[Dixielandjazz] Carl Barriteau

Stephen G Barbone barbonestreet at earthlink.net
Wed Jan 20 18:30:41 PST 2010


Dear Marek: (who asked about Carl Barriteau)

Here is Carl Barriteau's obit, by Steve Voce

Cheers,
Steve Barbone

August 31, 1998
Obituary: Carl Barriteau
By Steve Voce
DURING THE years of the Swing Era, most European clarinet players  
tried to model their playing on that of Benny Goodman. Carl Barriteau,  
who had come to Britain from Trinidad in 1937, based his style instead  
on that of Goodman's perceived rival Artie Shaw. With hindsight it is  
obvious that Shaw's playing was more sophisticated and harmonically  
more adventurous than Goodman's.
It's a fair reflection of Barriteau's outstanding ability that he was  
able to cope convincingly with his idol's style. Barriteau led the  
band of stars that recorded the famous First English Public Jam  
Session in London in November 1941. Sure enough, the Shaw influence is  
very obvious, but close listening reveals that where Shaw was precise  
and immaculate in some of his uniquely complex runs on the instrument,  
Barriteau cleverly skidded over the points where such ambitious work  
was required.

None the less it was he and the newly emerged trumpet star Kenny Baker  
who dominated the concert and, like the trombonist George Chisholm,  
each easily dominated the English scene on his instrument.

Barriteau spent his early years in Maracaibo, Venezuela, before being  
taught to play the tenor horn at the Belmont Orphanage in Trinidad.
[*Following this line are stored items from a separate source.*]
use serde_json::{Map, Value};

use super::{merge_fields, ReconcileOutcome};
use crate::listings::domain::{Listing, ListingId};

/// Payload-level validation failure. Nothing has been mutated when one of
/// these is returned.
#[derive(Debug, Clone, PartialEq, Eq, thiserror::Error)]
pub enum PatchError {
    #[error("listing payload must be a JSON object")]
    NotAnObject,
    #[error("listing payload is missing an id")]
    MissingId,
    #[error("invalid listing id '{0}'")]
    InvalidId(String),
    #[error("listing address is required")]
    MissingAddress,
}

/// Partial update addressed to one stored listing.
#[derive(Debug, Clone, PartialEq)]
pub struct ListingPatch {
    id: ListingId,
    fields: Map<String, Value>,
}

impl ListingPatch {
    pub fn new(id: ListingId, fields: Map<String, Value>) -> Self {
        Self { id, fields }
    }

    /// Patch touching a single field, as issued by the status endpoints.
    pub fn single(id: ListingId, key: &str, value: Value) -> Self {
        let mut fields = Map::new();
        fields.insert(key.to_string(), value);
        Self { id, fields }
    }

    /// Split an update body into its target id and the remaining fields.
    pub fn from_value(payload: Value) -> Result<Self, PatchError> {
        let Value::Object(mut fields) = payload else {
            return Err(PatchError::NotAnObject);
        };
        let raw_id = fields.remove("id").ok_or(PatchError::MissingId)?;
        let id = parse_id(&raw_id)?;
        Ok(Self { id, fields })
    }

    pub fn id(&self) -> ListingId {
        self.id
    }

    pub fn fields(&self) -> &Map<String, Value> {
        &self.fields
    }

    pub fn apply(&self, current: &Listing) -> ReconcileOutcome {
        merge_fields(current, &self.fields)
    }
}

/// Field bag a new listing is built from: a creation request, a scraped
/// attribute set, or one CSV row.
#[derive(Debug, Clone, Default, PartialEq)]
pub struct ListingDraft {
    fields: Map<String, Value>,
}

impl ListingDraft {
    pub fn new(fields: Map<String, Value>) -> Self {
        Self { fields }
    }

    pub fn from_value(payload: Value) -> Result<Self, PatchError> {
        match payload {
            Value::Object(fields) => Ok(Self { fields }),
            _ => Err(PatchError::NotAnObject),
        }
    }

    pub fn set(&mut self, key: &str, value: Value) {
        self.fields.insert(key.to_string(), value);
    }

    pub fn fields(&self) -> &Map<String, Value> {
        &self.fields
    }

    /// Merge the draft onto a blank listing. The result still carries the
    /// placeholder id until the repository assigns one.
    pub fn build(&self) -> Result<ReconcileOutcome, PatchError> {
        let outcome = merge_fields(&Listing::blank(), &self.fields);
        if outcome.listing.address.trim().is_empty() {
            return Err(PatchError::MissingAddress);
        }
        Ok(outcome)
    }
}

pub(crate) fn parse_id(value: &Value) -> Result<ListingId, PatchError> {
    let parsed = match value {
        Value::Number(number) => number.as_u64().or_else(|| {
            number
                .as_f64()
                .filter(|f| *f >= 0.0 && f.fract() == 0.0 && *f <= u64::MAX as f64)
                .map(|f| f as u64)
        }),
        Value::String(raw) => raw.trim().parse::<u64>().ok(),
        Value::Null => return Err(PatchError::MissingId),
        _ => None,
    };

    parsed
        .map(ListingId)
        .ok_or_else(|| PatchError::InvalidId(value.to_string()))
}
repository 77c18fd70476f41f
mod cli;
mod infra;
mod report;
mod routes;
mod server;

use rent_ranker::error::AppError;

pub async fn run() -> Result<(), AppError> {
    cli::run().await
}
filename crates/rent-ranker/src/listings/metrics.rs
//! Per-listing derived cost figures.

use serde::{Deserialize, Serialize};

/// Cost metrics derived from a listing's raw numeric fields.
///
/// `None` means "not applicable" and is never replaced by zero.
#[derive(Debug, Clone, Copy, Default, PartialEq, Serialize, Deserialize)]
pub struct DerivedMetrics {
    #[serde(default)]
    pub cost_per_sqft: Option<f64>,
    #[serde(default, alias = "cost_per_roommate")]
    pub cost_per_occupant: Option<f64>,
}

impl DerivedMetrics {
    pub fn derive(
        price: Option<f64>,
        square_footage: Option<u32>,
        utility_estimate: Option<f64>,
        occupant_count: u32,
    ) -> Self {
        Self {
            cost_per_sqft: cost_per_sqft(price, square_footage),
            cost_per_occupant: cost_per_occupant(price, utility_estimate, occupant_count),
        }
    }
}

/// `price / square_footage`, defined only when both are strictly positive.
pub fn cost_per_sqft(price: Option<f64>, square_footage: Option<u32>) -> Option<f64> {
    match (price, square_footage) {
        (Some(price), Some(sqft)) if price > 0.0 && sqft > 0 => Some(price / f64::from(sqft)),
        _ => None,
    }
}

/// Monthly rent plus utilities split across occupants.
///
/// Zero occupants means the renter lives alone and carries the full total.
pub fn cost_per_occupant(
    price: Option<f64>,
    utility_estimate: Option<f64>,
    occupant_count: u32,
) -> Option<f64> {
    let price = price.filter(|value| value.is_finite())?;
    let utilities = utility_estimate
        .filter(|value| value.is_finite() && *value >= 0.0)
        .unwrap_or(0.0);
    let total = price + utilities;

    if occupant_count > 0 {
        Some(total / f64::from(occupant_count))
    } else {
        Some(total)
    }
}
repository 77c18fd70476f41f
mod common;
mod reconcile;
mod routing;
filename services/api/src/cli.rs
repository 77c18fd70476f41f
use crate::report::{run_import, run_rank, ImportArgs, RankArgs};
use crate::server;
use clap::{Args, Parser, Subcommand};
use rent_ranker::error::AppError;

#[derive(Parser, Debug)]
#[command(
    name = "Rent Ranker",
    about = "Track, score and rank rental listings",
    version
)]
struct Cli {
    #[command(subcommand)]
    command: Option<Command>,
}

#[derive(Subcommand, Debug)]
enum Command {
    /// Start the HTTP service (default command)
    Serve(ServeArgs),
    /// Work with a JSON listing store from the command line
    Listings {
        #[command(subcommand)]
        command: ListingsCommand,
    },
}

#[derive(Subcommand, Debug)]
enum ListingsCommand {
    /// Print the stored listings ranked by score or another sort key
    Rank(RankArgs),
    /// Add listings from a CSV file, skipping addresses already tracked
    Import(ImportArgs),
}

#[derive(Args, Debug, Default)]
pub(crate) struct ServeArgs {
    /// Override the configured host for the HTTP server
    #[arg(long)]
    pub(crate) host: Option<String>,
    /// Override the configured port for the HTTP server
    #[arg(long)]
    pub(crate) port: Option<u16>,
}

pub(crate) async fn run() -> Result<(), AppError> {
    let cli = Cli::parse();
    let command = cli
        .command
        .unwrap_or_else(|| Command::Serve(ServeArgs::default()));

    match command {
        Command::Serve(args) => server::run(args).await,
        Command::Listings {
            command: ListingsCommand::Rank(args),
        } => run_rank(args),
        Command::Listings {
            command: ListingsCommand::Import(args),
        } => run_import(args),
    }
}
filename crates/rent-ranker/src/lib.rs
pub mod config;
pub mod error;
pub mod listings;
pub mod telemetry;
use crate::cli::ServeArgs;
use crate::infra::{AppState, ListingStore, OfflineDistanceProvider, SettingsFile, SpielFile};
use crate::routes::with_listing_routes;
use axum::Extension;
use axum_prometheus::PrometheusMetricLayer;
use rent_ranker::config::AppConfig;
use rent_ranker::error::AppError;
use rent_ranker::listings::{ListingService, ListingServiceError, WeightConfigHolder};
use rent_ranker::telemetry;
use std::sync::atomic::Ordering;
use std::sync::Arc;
use tracing::info;

pub(crate) async fn run(mut args: ServeArgs) -> Result<(), AppError> {
    let mut config = AppConfig::load()?;

    if let Some(host) = args.host.take() {
        config.server.host = host;
    }
    if let Some(port) = args.port.take() {
        config.server.port = port;
    }

    telemetry::init(&config.telemetry)?;

    let (prometheus_layer, prometheus_handle) = PrometheusMetricLayer::pair();
    let readiness_flag = Arc::new(std::sync::atomic::AtomicBool::new(false));
    let app_state = AppState {
        readiness: readiness_flag.clone(),
        metrics: Arc::new(prometheus_handle),
    };

    let repository = match &config.storage.listings_file {
        Some(path) => ListingStore::open(path).map_err(ListingServiceError::from)?,
        None => ListingStore::in_memory(),
    };
    let settings = config
        .storage
        .settings_file
        .clone()
        .map_or_else(SettingsFile::in_memory, SettingsFile::at);
    let weights = WeightConfigHolder::load(Arc::new(settings), config.scoring.default_weights());
    let mut listing_service = ListingService::new(
        Arc::new(repository),
        weights,
        Arc::new(OfflineDistanceProvider),
    );
    if let Some(path) = &config.storage.spiel_file {
        listing_service = listing_service.with_spiel_store(Arc::new(SpielFile::at(path)));
    }
    let listing_service = Arc::new(listing_service);

    let app = with_listing_routes(listing_service)
        .layer(Extension(app_state))
        .layer(prometheus_layer);

    let addr = config.server.socket_addr()?;
    let listener = tokio::net::TcpListener::bind(addr).await?;
    readiness_flag.store(true, Ordering::Release);

    info!(
        ?config.environment,
        %addr,
        persisted = config.storage.listings_file.is_some(),
        "rent ranker listening"
    );

    axum::serve(listener, app).await?;
    Ok(())
}
use serde::{Deserialize, Serialize};

/// Value given to every listing when a criterion has no spread across the set.
pub const UNIFORM_VALUE: f64 = 1.0;

/// Value given to a listing that lacks the raw input for a criterion.
pub const MISSING_VALUE: f64 = 0.5;

/// Which way a criterion's raw values point.
#[derive(Debug, Clone, Copy, PartialEq, Eq)]
pub enum Preference {
    LowerIsBetter,
    HigherIsBetter,
}

/// How a normalized criterion value was obtained.
#[derive(Debug, Clone, Copy, PartialEq, Eq, Serialize, Deserialize)]
#[serde(rename_all = "snake_case")]
pub enum NormalizationBasis {
    /// Min–max scaled against the set.
    Ranged,
    /// Every listing in the set shares the same raw value.
    Uniform,
    /// The listing has no raw input for the criterion.
    Missing,
}

/// Observed bounds of one criterion across a ranking pass.
#[derive(Debug, Clone, Copy, PartialEq)]
pub(crate) struct CriterionRange {
    min: f64,
    max: f64,
}

impl CriterionRange {
    pub(crate) fn from_values<I>(values: I) -> Option<Self>
    where
        I: IntoIterator<Item = f64>,
    {
        values
            .into_iter()
            .filter(|value| value.is_finite())
            .fold(None, |range: Option<Self>, value| match range {
                Some(range) => Some(Self {
                    min: range.min.min(value),
                    max: range.max.max(value),
                }),
                None => Some(Self {
                    min: value,
                    max: value,
                }),
            })
    }

    pub(crate) fn normalize(&self, value: f64, preference: Preference) -> (f64, NormalizationBasis) {
        if self.max == self.min {
            return (UNIFORM_VALUE, NormalizationBasis::Uniform);
        }
        let span = self.max - self.min;

        let position = ((value - self.min) / span).clamp(0.0, 1.0);
        let normalized = match preference {
            Preference::HigherIsBetter => position,
            Preference::LowerIsBetter => 1.0 - position,
        };
        (normalized, NormalizationBasis::Ranged)
    }
}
He  
played in the Trinidad Constabulary Band for some years and during  
this time switched to clarinet, showing his outstanding skills on the  
instrument when he worked with Bert McLean's Jazz Hounds and with  
another of the island's leading jazz groups, the Williams Brothers'  
Blue Rhythm Band.

In 1937 Barriteau moved to Britain and joined the West Indian Swing  
Band band led by Ken "Snake Hips" Johnson, a jazz trumpeter with whom  
he toured variety halls and played night club bookings. They made  
several recordings including a successful version of "Tuxedo  
Junction" (1940). Late 1939 the band began a residency at the Cafe de  
Paris in London. The band was playing there when the building was  
bombed during an air raid in March 1941. Johnson was killed and  
Barriteau was badly injured.

He made a good recovery and went on to work as a featured soloist with  
a series of wartime bands including those led by Lew Stone, Ambrose,  
Chappie D'Amato, Eric Winstone and Joe Loss. From 1942 he played  
regularly at the weekly Sunday jam sessions held in London at the  
Feldman Club at 100 Oxford Street. Barriteau formed his own West  
Indian Dance Orchestra which worked and broadcast from London. He made  
a double-sided recording of Artie Shaw's Concerto for Clarinet that  
displayed his great agility on the instrument. His playing here came  
closer to Shaw's than anyone else's had.

Barriteau spent the rest of the war years touring with the band and  
recording for the Decca label. As the war ended took the band on a  
tour to play for British forces in Europe. He took the band into the  
Embassy Club in London. He was the star of the Melody Maker's 1947  
"Jazz Rally" and the 78rpm records of the concerts outsold any other  
British jazz records of the time.

In 1949 he began a two-year residency at the Eldorado Ballroom in  
Leith, Scotland. This may not have been financially rewarding: a  
visitor to Barriteau's flat in the town remembers that he was loathe  
to leave it as he benefited from a free gas supply. He had modified  
the gas meter so that he could put a shilling in the slot and then,  
when it had been credited, could persuade the meter to regurgitate the  
coin.

Returning south in 1951 he joined Cyril Stapleton's band for a year.  
He worked as a soloist and with his own band, which he re-formed as  
needed, and again toured Europe, North Africa and South East Asia,  
entertaining American troops there between 1958 and 1966. During this  
time he worked as a double act with the singer Mae Cooper and also led  
his band for a tour with the Platters vocal group.

He emigrated to Australia in 1970, became an Australian citizen and  
settled in Sydney, using this as a base for widespread touring  
throughout Australasia and the Orient.

Steve Voce

Carl Barriteau, clarinet and saxophone player and bandleader: born  
Trinidad 7 February 1914; died Sydney, Australia 24 August 1998.